Do you ever wonder why it seems like you just can’t keep a relationship alive longer than 5 minutes? Yea, I’m all for blaming the jerk of a guy you were dating. But the truth is, it might not always be his fault! It could be YOU! Hard as it may be to swallow, there are clues that you are to blame for relationship difficulties and you should keep an eye out for them. It’s important to square away your own issues before you focus on your partner’s. We all have our little bad habits, but when they start to leak over into our personal lives and ruin relationships, that’s when you know it’s time to start taking action-in a good way! Don’t despair if you fall into one of these categories. They’re all fixable! Are you ready to discover the truth? It may be hard, but if your relationships are worth it to you, you will want to know, right? So keep on reading my article for 7 clues that you are to blame for relationship difficulties.
1. You Take the Fun Out of It
So maybe you’re not spontaneous. Maybe you like structure and need to have things planned. That’s ok! But you do need to remember that life does happen, and sometimes plans get upset or thrown out of whack. Try to be a little looser and a little more spontaneous when it comes to activities and things you do with your family and friends. Not everything is fun when it’s so planned out or when everything is “against the rules.” Don’t be the disapproving wife, girlfriend, mom or best friend!
2. You Over-Rely on Technology
One of the clues that you are to blame for relationship difficulties is when you rely too much on technology. Yes, Facebook, texting and online chatting are all great ways to keep in touch and stay connected. But when that’s practically the ONLY connection you have with your loved ones, it’s time to step back and get a quick reality check. Technology can never replace the satisfaction of time spent together, face-to-face. The only instance that this rule doesn’t pertain to is if you are apart from the loved one in question as is the case with deployed spouses, college students and family members living in separate states.
3. You Live on Drama
We all have that one friend who lives off of drama, the one who makes a mountain out of a mole-hill and specializes in blowing up over the smallest thing. But could it be you? This is one of the clues that you are to blame for relationship difficulties! Nobody likes to take the blame, but someone has to do it. And I understand that you can’t be mellow all the time-nobody can do that! But flipping out over little issues won’t win you any points. Try to remain responsible and reasonable and not live off the drama!
4. You Pick Unavailable People
I’m cringing as I write this because I know we’ve all fallen prey to THIS one! Going after unavailable people is the biggest clue that you might be to blame for relationship difficulties.
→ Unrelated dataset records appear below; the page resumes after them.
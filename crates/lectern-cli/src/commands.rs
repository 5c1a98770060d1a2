use anyhow::Context;
use colored::Colorize;
use lectern_sdk::{Language, Library, LibraryConfig, ResolvedText, TextRequest, TextTree};
use serde::Serialize;

use crate::cli::*;
use crate::seed::Seed;

pub fn run_command(cli: Cli) -> anyhow::Result<()> {
    let library = open_library(cli.config.as_deref(), cli.seed.as_deref())?;
    match cli.command {
        Command::Parse(args) => cmd_parse(&library, args, &cli.format),
        Command::Text(args) => cmd_text(&library, args, &cli.format),
        Command::Links(args) => cmd_links(&library, args, &cli.format),
        Command::Titles(args) => cmd_titles(&library, args, &cli.format),
    }
}

fn open_library(config: Option<&str>, seed: Option<&str>) -> anyhow::Result<Library> {
    let config = match config {
        Some(path) => LibraryConfig::load(path).with_context(|| format!("loading config {path}"))?,
        None => LibraryConfig::default(),
    };
    let library = Library::builder().config(config).build();
    if let Some(path) = seed {
        Seed::load(path)?.apply(&library)?;
    }
    Ok(library)
}

fn print_json<T: Serialize>(value: &T) -> anyhow::Result<()> {
    println!("{}", serde_json::to_string_pretty(value)?);
    Ok(())
}

impl From<LanguageArg> for Language {
    fn from(arg: LanguageArg) -> Self {
        match arg {
            LanguageArg::En => Language::English,
            LanguageArg::He => Language::Hebrew,
        }
    }
}

fn cmd_parse(library: &Library, args: ParseArgs, format: &OutputFormat) -> anyhow::Result<()> {
    let r = library.parse(&args.citation, !args.no_pad)?;
    if let OutputFormat::Json = format {
        return print_json(&r);
    }
    println!("{}", r.canonical().bold());
    println!("  Book: {}", r.book.cyan());
    if let Some(he) = &r.he_title {
        println!("  Hebrew: {he}");
    }
    println!("  Categories: {}", r.categories.join(" / "));
    println!("  Sections: {}", join_numbers(&r.sections).yellow());
    if r.to_sections != r.sections {
        println!("  To: {}", join_numbers(&r.to_sections).yellow());
    }
    println!("  URL: {}", library.url_ref(&args.citation)?.blue());
    Ok(())
}

fn cmd_text(library: &Library, args: TextArgs, format: &OutputFormat) -> anyhow::Result<()> {
    let mut request = TextRequest::new(&args.citation);
    if let Some(context) = args.context {
        request = request.with_context(context);
    }
    if let Some(version) = &args.version {
        let language = args.lang.map(Language::from).unwrap_or(Language::English);
        request = request.with_version(language, version);
    }
    if args.no_commentary {
        request = request.without_commentary();
    }
    let text = library.fetch(&request)?;
    if let OutputFormat::Json = format {
        return print_json(&text);
    }
    print_text(&text);
    Ok(())
}

fn print_text(text: &ResolvedText) {
    println!("{}", text.title.bold());
    if let Some(version) = &text.version_title {
        println!("  Version: {}", version.cyan());
    }
    for line in render_tree(&text.text) {
        println!("  {line}");
    }
    if !text.he.is_text_empty() {
        if let Some(version) = &text.he_version_title {
            println!("  Hebrew version: {}", version.cyan());
        }
        for line in render_tree(&text.he) {
            println!("  {line}");
        }
    }
    if let Some(commentary) = &text.commentary {
        println!("  {} linked", commentary.len().to_string().bold());
    }
    if let Some(prev) = &text.prev {
        println!("  Prev: {}", prev.dimmed());
    }
    if let Some(next) = &text.next {
        println!("  Next: {}", next.dimmed());
    }
}

fn cmd_links(library: &Library, args: LinksArgs, format: &OutputFormat) -> anyhow::Result<()> {
    let links = library.links(&args.citation, args.with_text)?;
    if let OutputFormat::Json = format {
        return print_json(&links);
    }
    if links.is_empty() {
        println!("No links.");
    }
    for link in &links {
        println!(
            "{} {} {} ({}, {})",
            link.anchor_ref.yellow(),
            "→".dimmed(),
            link.reference.bold(),
            link.category,
            link.link_type
        );
        if let Some(text) = &link.text {
            for line in render_tree(text) {
                println!("    {line}");
            }
        }
    }
    Ok(())
}

fn cmd_titles(library: &Library, args: TitlesArgs, format: &OutputFormat) -> anyhow::Result<()> {
    let names = if args.categories {
        library.categories()?
    } else {
        library.text_titles()?
    };
    if let OutputFormat::Json = format {
        return print_json(&names);
    }
    for name in &names {
        println!("{name}");
    }
    Ok(())
}

fn join_numbers(sections: &[u32]) -> String {
    sections.iter().map(u32::to_string).collect::<Vec<_>>().join(":")
}

/// One line per non-empty segment, numbered by its position in the tree.
fn render_tree(tree: &TextTree) -> Vec<String> {
    fn walk(tree: &TextTree, path: &mut Vec<usize>, out: &mut Vec<String>) {
        match tree {
            TextTree::Leaf(s) if s.is_empty() => {}
            TextTree::Leaf(s) if path.is_empty() => out.push(s.clone()),
            TextTree::Leaf(s) => {
                let label = path.iter().map(usize::to_string).collect::<Vec<_>>().join(":");
                out.push(format!("{} {s}", label.dimmed()));
            }
            TextTree::Node(children) => {
                for (i, child) in children.iter().enumerate() {
                    path.push(i + 1);
                    walk(child, path, out);
                    path.pop();
                }
            }
        }
    }
    let mut out = Vec::new();
    walk(tree, &mut Vec::new(), &mut out);
    out
}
If the person you are trying to have a relationship with-be it co-worker, friend, boyfriend or a relative-does not put forth their share into keeping your relationship alive, then they are making themselves unavailable to you. You don’t deserve that! Before you start diving headfirst into any sort of relationship, step back and make sure the person you are choosing is available and willing to put out as much as you do. You will be so glad you did!
5. You Work too Much
How many of you have seen The Proposal with Sandra Bullock and Ryan Reynolds? It’s a cute little comedy, but it carries a powerful truth: work-a-holics don’t usually get a happily ever after. If you are putting work as the number one priority in your life, then you can be sure all of your relationships will suffer because of it. Yes, we all have hectic weeks with overtime or big promotions coming up that we have to work our butts off for. But when it becomes your LIFE, that’s when you know something is not right. And the same applies for school or anything else you have in your life that might take predominance. This little clue that you are to blame for relationship difficulties is a hard truth to swallow, but you can take it or leave it!
6. You Don’t Make Yourself Emotionally Accessible
One thing that I think really harms people, women in particular, when it comes to relationships is PAST relationships. Women who have had bad experiences with relationships in their past lives tend to be less trusting and a lot more emotionally guarded with future relationships. This includes any type of relationship, whether it’s with guys, friends or family members. And it can be hard to overcome! But it is possible. You should be careful, but not so careful that you completely push everyone out of your life and away from you. Try to be a little more trusting and open, make yourself emotionally accessible!
7. You Place More Value on Material Items
I’m the kind of girl that doesn’t need wealth and riches to be happy. Yes, they are nice and having money to do things is great! But when it comes down to the wire, i’d rather have my husband, my family and my super friends over a bank account any day! At the end of the day, your money can’t make you smile, hold you close, or lavish love on you. Nor can it remind you that the simple things in life are the best. So make sure that you don’t place more value on material possessions or money in the bank then you do on your relationships. That will hurt you far more than help you!
There are lots of clues that you are to blame for relationship difficulties. In the end, finding a place to belong, somebody to love you and friends for life is not just about how much money you make or what you have to offer. It’s about making mistakes, recognizing them, and growing from them. If you can do that, it proves you are human. Just don’t make the same mistakes twice! These clues that you are to blame for relationship difficulties will help get you pointed in the right direction. What are some other clues that you are to blame for relationship difficulties? Don’t be afraid to share!